Let me explain this in more detail. I'll use an example that you can try yourself, if you have Office 2016.
Preparation:
Open new Word and Excel documents.
In Word's preferences, click "View" and make sure that "Bookmarks" are turned on in "Show in Document".
Enter some text in Word, from which you will copy a text fragment.
Copy/paste the text a number of times, so you have multiple copies for repeating exactly the same experiment in different situations.
In my case, I entered this text:
First, make sure that nothing interferes with Copy/Paste: Select the text as shown above and press command+C.
If it remains as shown, everything is OK.
It can be that brackets appear around the text, like this:
This is a sign that some other component on your Mac has picked up the "magic flavors". As a result, Word now incorrectly believes that some other application has pasted these three words as a "Microsoft Word Document Object", so it marks the source object as a "bookmark".
If this happens as a side effect when you just copy a text fragment, you have some clipboard historian utility running that fetches the magic flavors immediately after each clipboard change.
I could reproduce this issue with Collective 2.0.2 (which does not yet avoid the new flavors of Word 2016), so I had to disable that.
Back to the experiment: If you copy the text fragment in the word document and do NOT get the brackets, everything is OK, and you can continue with the next step:
Switch to Excel, then select Edit / Paste Special…
In the list of formats, select "Microsoft Word Document Object" and click OK.
Results:
a) a new text object that floats above the spreadsheet:
b) bookmarks brackets around the text fragment in the word document, as shown above.
Word now knows that the text had been copied to Excel. I'm not quite sure what this means, but I assume that the Word document is now somehow linked to the Excel document. (Erik, can you clarify?)
Now the same experiment again, with the latest version of Typinator (currently 6.7b5). You can get it here:
The last official release 6.6 does not yet know about the new flavors in Office 2016, but the current beta version does.
If you read this when beta testing has been closed, get the final version 6.7 from here:
(You may be able to reproduce this with other utilities as well, but I am not aware of their current status, so I cannot tell for sure which version of which tool will ignore the new flavors.)
In Typinator, create an abbreviation with a "Formatted Text" expansion. The actual text does not matter. But it is important to use a "Formatted Text" expansion, to make sure that Typinator needs to use the clipboard, which involves saving and restoring the clipboard.
Variation of the experiment:
Copy text in the Word document.
Before pasting in Excel, type the Typinator abbreviation.
As above, switch to Excel, do a "Paste Special…" and insert a "Microsoft Word Document Object".
In Excel, the object will appear as before.
But when you return to Word, the text fragment now appears WITHOUT BRACKETS.
The reason for this is that Typinator removed the "magic flavors" from the pasteboard as the result of the save/restore.

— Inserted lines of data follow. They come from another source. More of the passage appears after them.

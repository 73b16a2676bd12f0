//! Moderation queue records.

use anyhow::Result;
use chrono::{DateTime, Duration, Utc};
use serde::{Deserialize, Serialize};

use crate::common::{ModerationId, ServiceId, UserId};
use crate::domains::services::models::ServiceDiff;

/// Reviewer decision on an open record.
#[derive(Debug, Clone, Copy, Serialize, Deserialize, PartialEq, Eq)]
#[serde(rename_all = "snake_case")]
pub enum Decision {
    Approved,
    Rejected,
}

impl std::fmt::Display for Decision {
    fn fmt(&self, f: &mut std::fmt::Formatter<'_>) -> std::fmt::Result {
        match self {
            Decision::Approved => write!(f, "approved"),
            Decision::Rejected => write!(f, "rejected"),
        }
    }
}

impl std::str::FromStr for Decision {
    type Err = anyhow::Error;

    fn from_str(s: &str) -> Result<Self> {
        match s {
            "approved" => Ok(Decision::Approved),
            "rejected" => Ok(Decision::Rejected),
            _ => Err(anyhow::anyhow!("Invalid decision: {}", s)),
        }
    }
}

/// One review-queue entry. Open while `decision` is unset; resolved records
/// are retained for history.
#[derive(Debug, Clone, Serialize, Deserialize)]
pub struct ModerationRecord {
    pub id: ModerationId,
    pub service_id: ServiceId,
    pub submitted_by: UserId,
    pub submitted_at: DateTime<Utc>,
    /// The edit under review.
    pub diff: ServiceDiff,
    pub reviewer_id: Option<UserId>,
    pub decision: Option<Decision>,
    pub reason: Option<String>,
    pub resolved_at: Option<DateTime<Utc>>,
}

impl ModerationRecord {
    pub fn new(
        service_id: ServiceId,
        submitted_by: UserId,
        diff: ServiceDiff,
        submitted_at: DateTime<Utc>,
    ) -> Self {
        Self {
            id: ModerationId::new(),
            service_id,
            submitted_by,
            submitted_at,
            diff,
            reviewer_id: None,
            decision: None,
            reason: None,
            resolved_at: None,
        }
    }

    pub fn is_open(&self) -> bool {
        self.decision.is_none()
    }

    /// Past the review deadline and still open. Surfaced to moderators;
    /// never auto-resolved.
    pub fn is_overdue(&self, now: DateTime<Utc>, deadline: Duration) -> bool {
        self.is_open() && now - self.submitted_at > deadline
    }
}

#[cfg(test)]
mod tests {
    use super::*;

    #[test]
    fn test_overdue_only_while_open() {
        let mut record = ModerationRecord::new(
            ServiceId::new(),
            UserId::new(),
            ServiceDiff::default(),
            Utc::now() - Duration::hours(30),
        );
        let now = Utc::now();
        assert!(record.is_overdue(now, Duration::hours(24)));

        record.decision = Some(Decision::Approved);
        record.resolved_at = Some(now);
        assert!(!record.is_overdue(now, Duration::hours(24)));
    }

    #[test]
    fn test_fresh_record_is_not_overdue() {
        let record = ModerationRecord::new(
            ServiceId::new(),
            UserId::new(),
            ServiceDiff::default(),
            Utc::now(),
        );
        assert!(!record.is_overdue(Utc::now(), Duration::hours(24)));
        assert!(record.is_open());
    }
}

Word no longer "sees" that Excel has fetched the data.
I don't know exactly what this means, but I suppose that the link between Word and Excel is now broken.
Whatever we, there is always the risk of unwanted results:
- When a third-party utility fetches and restores the magic flavors, Word creates a bookmark of previously copied text, even though it has not been pasted as a "Microsoft Word Document Object".
- If a third-party tool ignores the flavors when saving and restoring the pasteboard, Word no longer gets notified that a text fragment had been pasted as a "Microsoft Word Document Object".
I don't know which is worse.
@Erik: Can you confirm my assumptions?